■ Assigned task ■
Output the records. Match them exactly.

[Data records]
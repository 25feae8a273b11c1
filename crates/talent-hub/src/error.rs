use crate::config::ConfigError;
use crate::telemetry::TelemetryError;
use crate::workflows::requisition::{ForecastError, RequisitionServiceError};
use std::fmt;

#[derive(Debug)]
pub enum AppError {
    Config(ConfigError),
    Telemetry(TelemetryError),
    Io(std::io::Error),
    Forecast(ForecastError),
    Workflow(RequisitionServiceError),
}

impl fmt::Display for AppError {
    fn fmt(&self, f: &mut fmt::Formatter<'_>) -> fmt::Result {
        match self {
            AppError::Config(err) => write!(f, "configuration error: {}", err),
            AppError::Telemetry(err) => write!(f, "telemetry error: {}", err),
            AppError::Io(err) => write!(f, "io error: {}", err),
            AppError::Forecast(err) => write!(f, "forecast error: {}", err),
            AppError::Workflow(err) => write!(f, "workflow error: {}", err),
        }
    }
}

impl std::error::Error for AppError {
    fn source(&self) -> Option<&(dyn std::error::Error + 'static)> {
        match self {
            AppError::Config(err) => Some(err),
            AppError::Telemetry(err) => Some(err),
            AppError::Io(err) => Some(err),
            AppError::Forecast(err) => Some(err),
            AppError::Workflow(err) => Some(err),
        }
    }
}

impl From<ConfigError> for AppError {
    fn from(value: ConfigError) -> Self {
        Self::Config(value)
    }
}

impl From<TelemetryError> for AppError {
    fn from(value: TelemetryError) -> Self {
        Self::Telemetry(value)
    }
}

impl From<std::io::Error> for AppError {
    fn from(value: std::io::Error) -> Self {
        Self::Io(value)
    }
}

impl From<ForecastError> for AppError {
    fn from(value: ForecastError) -> Self {
        Self::Forecast(value)
    }
}

impl From<RequisitionServiceError> for AppError {
    fn from(value: RequisitionServiceError) -> Self {
        Self::Workflow(value)
    }
}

■ Result for this task ■
repository 25feae8a273b11c1
filename crates/talent-hub/src/error.rs
use crate::config::ConfigError;
use crate::telemetry::TelemetryError;
use crate::workflows::requisition::{ForecastError, RequisitionServiceError};
use std::fmt;

#[derive(Debug)]
pub enum AppError {
    Config(ConfigError),
    Telemetry(TelemetryError),
    Io(std::io::Error),
    Forecast(ForecastError),
    Workflow(RequisitionServiceError),
}

impl fmt::Display for AppError {
    fn fmt(&self, f: &mut fmt::Formatter<'_>) -> fmt::Result {
        match self {
            AppError::Config(err) => write!(f, "configuration error: {}", err),
            AppError::Telemetry(err) => write!(f, "telemetry error: {}", err),
            AppError::Io(err) => write!(f, "io error: {}", err),
            AppError::Forecast(err) => write!(f, "forecast error: {}", err),
            AppError::Workflow(err) => write!(f, "workflow error: {}", err),
        }
    }
}

impl std::error::Error for AppError {
    fn source(&self) -> Option<&(dyn std::error::Error + 'static)> {
        match self {
            AppError::Config(err) => Some(err),
            AppError::Telemetry(err) => Some(err),
            AppError::Io(err) => Some(err),
            AppError::Forecast(err) => Some(err),
            AppError::Workflow(err) => Some(err),
        }
    }
}

impl From<ConfigError> for AppError {
    fn from(value: ConfigError) -> Self {
        Self::Config(value)
    }
}

impl From<TelemetryError> for AppError {
    fn from(value: TelemetryError) -> Self {
        Self::Telemetry(value)
    }
}

impl From<std::io::Error> for AppError {
    fn from(value: std::io::Error) -> Self {
        Self::Io(value)
    }
}

impl From<ForecastError> for AppError {
    fn from(value: ForecastError) -> Self {
        Self::Forecast(value)
    }
}

impl From<RequisitionServiceError> for AppError {
    fn from(value: RequisitionServiceError) -> Self {
        Self::Workflow(value)
    }
}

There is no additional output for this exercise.